• _Records for processing_:
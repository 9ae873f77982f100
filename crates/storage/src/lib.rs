//! Storage backends for the cache store and batch snapshots.
//!
//! Everything above this crate talks to a [`StorageBackend`] through relative,
//! validated paths. The [`LocalBackend`](backend::LocalBackend) is what runs in
//! production; the [`MockBackend`](backend::MockBackend) (feature `mock`) keeps
//! everything in memory and lets tests age files or inject failures.

pub mod backend;
pub mod error;
pub mod file;
mod path;

pub use crate::backend::StorageBackend;
pub use crate::file::FileInfo;
pub use crate::path::validate as validate_path;
use std::sync::Arc;

pub type BackendHandle = Arc<dyn StorageBackend + Send + Sync>;
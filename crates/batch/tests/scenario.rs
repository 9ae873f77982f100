use futures::StreamExt;
use harvest_batch::error::{ErrorKind, Result};
use harvest_batch::{BatchEvent, BatchRunner, CancellationToken, RunnerOptions, partition};
use harvest_table::Table;
use serde_json::json;

async fn extract(ids: Vec<u64>) -> Result<Table> {
    if ids.contains(&15) {
        exn::bail!(ErrorKind::Extraction);
    }
    Ok(ids.into_iter().fold(Table::new(["project_id", "name"]), |table, id| {
        table.with_row([json!(id), json!(format!("project-{id}"))])
    }))
}

#[test]
fn twenty_five_items_make_three_batches() {
    let items: Vec<u64> = (1..=25).collect();
    let batches = partition(&items, 10);
    assert_eq!(batches.iter().map(|b| b.len()).collect::<Vec<_>>(), vec![10, 10, 5]);
    assert_eq!(batches.concat(), items);
}

#[tokio::test]
async fn second_batch_failing_keeps_the_rest() {
    let items: Vec<u64> = (1..=25).collect();
    let temp_dir = tempfile::tempdir().unwrap();
    let runner = BatchRunner::with_snapshot_dir(RunnerOptions::new(10, 1), temp_dir.path()).unwrap();

    let report = runner.run(&items, &extract, "GitLab projects", &CancellationToken::new()).await;

    let ids: Vec<u64> = report.result.column("project_id").unwrap().map(|v| v.as_u64().unwrap()).collect();
    assert_eq!(ids, (1..=10).chain(21..=25).collect::<Vec<_>>());
    assert_eq!(report.summary.failed, vec![1]);
    assert_eq!(report.summary.failed_count(), 1);
    assert_eq!(format!("{:.1}", report.summary.success_rate() * 100.0), "66.7");
    assert!(temp_dir.path().join("batch_000.json").is_file());
    assert!(!temp_dir.path().join("batch_001.json").exists());
    assert!(temp_dir.path().join("batch_002.json").is_file());
}

#[tokio::test(flavor = "multi_thread", worker_threads = 2)]
async fn concurrent_run_matches_sequential_run() {
    let items: Vec<u64> = (1..=95).collect();
    let sequential = BatchRunner::new(RunnerOptions::new(10, 1), None);
    let concurrent = BatchRunner::new(RunnerOptions::new(10, 4), None);
    let cancel = CancellationToken::new();

    let a = sequential.run(&items, &extract, "sequential", &cancel).await;
    let b = concurrent.run(&items, &extract, "concurrent", &cancel).await;
    assert_eq!(a.result, b.result);
    assert_eq!(a.summary.failed, b.summary.failed);

    let finished: Vec<usize> = concurrent
        .stream(&items, &extract, "concurrent", &cancel)
        .filter_map(|event| async move {
            match event {
                BatchEvent::Finished(outcome) => Some(outcome.index),
                _ => None,
            }
        })
        .collect()
        .await;
    assert_eq!(finished, (0..10).collect::<Vec<_>>());
}
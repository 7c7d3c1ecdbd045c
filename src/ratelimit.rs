use governor::{
    Quota, RateLimiter as GovernorRateLimiter,
    clock::{QuantaClock, QuantaInstant},
    middleware::NoOpMiddleware,
    state::{InMemoryState, NotKeyed},
};
use nonzero_ext::nonzero;
use std::{num::NonZeroU32, time::Duration};

// Fallbacks for zero values coming out of the environment.
const FALLBACK_REQ_PER_SEC: NonZeroU32 = nonzero!(10u32);
const FALLBACK_MS_BETWEEN_REQ: Duration = Duration::from_millis(50);

type SpecificGovernorRateLimiter =
    GovernorRateLimiter<NotKeyed, InMemoryState, QuantaClock, NoOpMiddleware<QuantaInstant>>;

/// Paces requests to one portal so a busy session does not trip the school
/// server's flood protection.
pub struct RateLimiter {
    req_per_sec: SpecificGovernorRateLimiter,
    ms_between_req: SpecificGovernorRateLimiter,
}

impl RateLimiter {
    pub fn new(req_per_sec: u32, min_gap: Duration) -> Self {
        let req_per_sec = NonZeroU32::new(req_per_sec).unwrap_or(FALLBACK_REQ_PER_SEC);
        // Limit to X total req/sec on average.
        let req_per_sec = GovernorRateLimiter::direct(Quota::per_second(req_per_sec));

        // No two requests closer than Y ms.
        let gap_quota = Quota::with_period(min_gap)
            .or_else(|| Quota::with_period(FALLBACK_MS_BETWEEN_REQ))
            .unwrap_or(Quota::per_second(FALLBACK_REQ_PER_SEC));
        let ms_between_req = GovernorRateLimiter::direct(gap_quota);

        RateLimiter {
            req_per_sec,
            ms_between_req,
        }
    }

    pub async fn wait_until_ready(&self) {
        // Order matters: the per-second limiter lets bursts through, the gap
        // limiter then spreads them out one at a time.
        self.req_per_sec.until_ready().await;
        self.ms_between_req.until_ready().await;
    }
}
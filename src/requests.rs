use std::sync::{Arc, Mutex, MutexGuard};

use log::debug;
use reqwest::{
    Client, ClientBuilder, Method, StatusCode, Url,
    header::{CONTENT_TYPE, COOKIE, HeaderMap, HeaderName, HeaderValue, REFERER},
};
use serde::de::DeserializeOwned;
use serde_json::Value;

use crate::{
    config::ClientConfig,
    cookies::CookieJar,
    error::{FetchError, PortalError},
    ratelimit::RateLimiter,
};

const FORM_CONTENT_TYPE: &str = "application/x-www-form-urlencoded";
const JSON_CONTENT_TYPE: &str = "application/json; charset=UTF-8";

#[derive(Debug, Clone)]
pub enum RequestBody {
    /// Serialized as `application/x-www-form-urlencoded`.
    Form(Vec<(String, String)>),
    /// Sent as is, for bodies the portal expects pre-encoded.
    Raw(String),
    Json(Value),
}

#[derive(Debug, Clone)]
pub struct RequestOptions {
    method: Method,
    body: Option<RequestBody>,
    headers: Vec<(&'static str, String)>,
    unparsed: bool,
}

impl RequestOptions {
    pub fn get() -> Self {
        Self {
            method: Method::GET,
            body: None,
            headers: vec![],
            unparsed: false,
        }
    }

    pub fn post() -> Self {
        Self {
            method: Method::POST,
            ..Self::get()
        }
    }

    pub fn form<K, V>(mut self, pairs: impl IntoIterator<Item = (K, V)>) -> Self
    where
        K: Into<String>,
        V: Into<String>,
    {
        let pairs = pairs
            .into_iter()
            .map(|(key, value)| (key.into(), value.into()))
            .collect();
        self.body = Some(RequestBody::Form(pairs));
        self
    }

    pub fn raw_body(mut self, body: impl Into<String>) -> Self {
        self.body = Some(RequestBody::Raw(body.into()));
        self
    }

    pub fn json_body(mut self, body: Value) -> Self {
        self.body = Some(RequestBody::Json(body));
        self
    }

    /// Header override, applied after the base set.
    pub fn header(mut self, name: &'static str, value: impl Into<String>) -> Self {
        self.headers.push((name, value.into()));
        self
    }

    /// Keep the body as bytes regardless of its content type.
    pub fn unparsed(mut self) -> Self {
        self.unparsed = true;
        self
    }
}

#[derive(Debug, Clone, PartialEq)]
pub enum ResponseBody {
    Json(Value),
    Text(String),
    Bytes(Vec<u8>),
}

#[derive(Debug)]
pub struct PortalResponse {
    pub status: StatusCode,
    /// Final URL after redirects.
    pub url: Url,
    pub content_type: String,
    pub body: ResponseBody,
}

impl PortalResponse {
    /// The decoded body, or a `FetchError` when the portal did not answer
    /// with JSON.
    pub fn json(self) -> Result<Value, PortalError> {
        match self.body {
            ResponseBody::Json(value) => Ok(value),
            _ => Err(FetchError::new(self.status).into()),
        }
    }

    pub fn json_as<T: DeserializeOwned>(self) -> Result<T, PortalError> {
        Ok(serde_json::from_value(self.json()?)?)
    }

    pub fn text(self) -> String {
        match self.body {
            ResponseBody::Json(value) => value.to_string(),
            ResponseBody::Text(text) => text,
            ResponseBody::Bytes(bytes) => String::from_utf8_lossy(&bytes).into_owned(),
        }
    }

    pub fn bytes(self) -> Vec<u8> {
        match self.body {
            ResponseBody::Json(value) => value.to_string().into_bytes(),
            ResponseBody::Text(text) => text.into_bytes(),
            ResponseBody::Bytes(bytes) => bytes,
        }
    }
}

/// Every outbound call to one portal host goes through here, so the cookie
/// jar sees every response and every request carries the same base headers.
///
/// Cheap to clone: clones share the HTTP client, pacing and cookies.
#[derive(Clone)]
pub struct RequestGateway {
    client: Client,
    rate_limiter: Arc<RateLimiter>,
    cookies: Arc<Mutex<CookieJar>>,
    host: String,
    secure: bool,
    accept_invalid_certs: bool,
}

impl RequestGateway {
    pub fn new(host: &str, config: &ClientConfig) -> Result<Self, PortalError> {
        let client = ClientBuilder::new()
            .danger_accept_invalid_certs(config.accept_invalid_certs)
            .build()?;
        let rate_limiter = RateLimiter::new(config.req_per_sec, config.min_gap);
        Ok(Self {
            client,
            rate_limiter: Arc::new(rate_limiter),
            cookies: Arc::new(Mutex::new(CookieJar::new())),
            host: host.to_string(),
            secure: false,
            accept_invalid_certs: config.accept_invalid_certs,
        })
    }

    pub fn host(&self) -> &str {
        &self.host
    }

    pub fn is_secure(&self) -> bool {
        self.secure
    }

    pub fn set_secure(&mut self, secure: bool) {
        self.secure = secure;
    }

    /// Whether TLS peers are trusted without a valid certificate. The report
    /// channel's WebSocket follows the same setting as the HTTP client.
    pub fn accept_invalid_certs(&self) -> bool {
        self.accept_invalid_certs
    }

    /// `http(s)://host`
    pub fn base_url(&self) -> String {
        let scheme = if self.secure { "https" } else { "http" };
        format!("{scheme}://{}", self.host)
    }

    /// `ws(s)://host`
    pub fn ws_base_url(&self) -> String {
        let scheme = if self.secure { "wss" } else { "ws" };
        format!("{scheme}://{}", self.host)
    }

    pub fn url_for(&self, path: &str) -> String {
        if path.starts_with('/') {
            format!("{}{path}", self.base_url())
        } else {
            format!("{}/{path}", self.base_url())
        }
    }

    fn jar(&self) -> MutexGuard<'_, CookieJar> {
        // A panic while holding the lock can't leave the jar half-written.
        self.cookies.lock().unwrap_or_else(|poisoned| poisoned.into_inner())
    }

    pub fn cookie_header(&self) -> String {
        self.jar().header_value()
    }

    /// The headers every call carries: cookie, referer, `x-requested-with`.
    pub fn base_headers(&self) -> Result<HeaderMap, PortalError> {
        let mut headers = HeaderMap::new();
        let cookie = self.cookie_header();
        if !cookie.is_empty() {
            headers.insert(COOKIE, header_value(&cookie)?);
        }
        headers.insert(REFERER, header_value(&self.base_url())?);
        headers.insert(
            HeaderName::from_static("x-requested-with"),
            HeaderValue::from_static("xmlhttprequest"),
        );
        Ok(headers)
    }

    pub async fn request(
        &self,
        path: &str,
        options: RequestOptions,
    ) -> Result<PortalResponse, PortalError> {
        let url = self.url_for(path);
        self.request_url(&url, options).await
    }

    pub async fn request_url(
        &self,
        url: &str,
        options: RequestOptions,
    ) -> Result<PortalResponse, PortalError> {
        let mut headers = self.base_headers()?;
        let mut builder = self.client.request(options.method.clone(), url);
        match options.body {
            Some(RequestBody::Form(pairs)) => {
                headers.insert(CONTENT_TYPE, HeaderValue::from_static(FORM_CONTENT_TYPE));
                builder = builder.form(&pairs);
            }
            Some(RequestBody::Raw(body)) => {
                headers.insert(CONTENT_TYPE, HeaderValue::from_static(FORM_CONTENT_TYPE));
                builder = builder.body(body);
            }
            Some(RequestBody::Json(body)) => {
                headers.insert(CONTENT_TYPE, HeaderValue::from_static(JSON_CONTENT_TYPE));
                builder = builder.body(body.to_string());
            }
            None => {}
        }
        for (name, value) in &options.headers {
            headers.insert(HeaderName::from_static(name), header_value(value)?);
        }

        // Wait (non-blocking) until we're allowed to make a request.
        self.rate_limiter.wait_until_ready().await;

        debug!("{} {url}", options.method);
        let response = builder.headers(headers).send().await?;
        self.jar().accumulate(response.headers());

        let status = response.status();
        if !status.is_success() {
            debug!("{url} answered {status}");
            return Err(FetchError::new(status).into());
        }

        let final_url = response.url().clone();
        let content_type = response
            .headers()
            .get(CONTENT_TYPE)
            .and_then(|value| value.to_str().ok())
            .unwrap_or("")
            .to_string();

        let body = if options.unparsed {
            ResponseBody::Bytes(response.bytes().await?.to_vec())
        } else if content_type.starts_with("application/json") {
            ResponseBody::Json(response.json().await?)
        } else {
            ResponseBody::Text(response.text().await?)
        };

        Ok(PortalResponse {
            status,
            url: final_url,
            content_type,
            body,
        })
    }
}

fn header_value(value: &str) -> Result<HeaderValue, PortalError> {
    HeaderValue::from_str(value).map_err(|_| PortalError::InvalidHeader(value.to_string()))
}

• _Task instructions_:
Your reply must contain exactly the lines from the first line of the data through the line holding "or inject failures.", and nothing more.

• _Exercise answer_:
repository 9ae873f77982f100
filename crates/storage/src/lib.rs
//! Storage backends for the cache store and batch snapshots.
//!
//! Everything above this crate talks to a [`StorageBackend`] through relative,
//! validated paths. The [`LocalBackend`](backend::LocalBackend) is what runs in
//! production; the [`MockBackend`](backend::MockBackend) (feature `mock`) keeps
//! everything in memory and lets tests age files or inject failures.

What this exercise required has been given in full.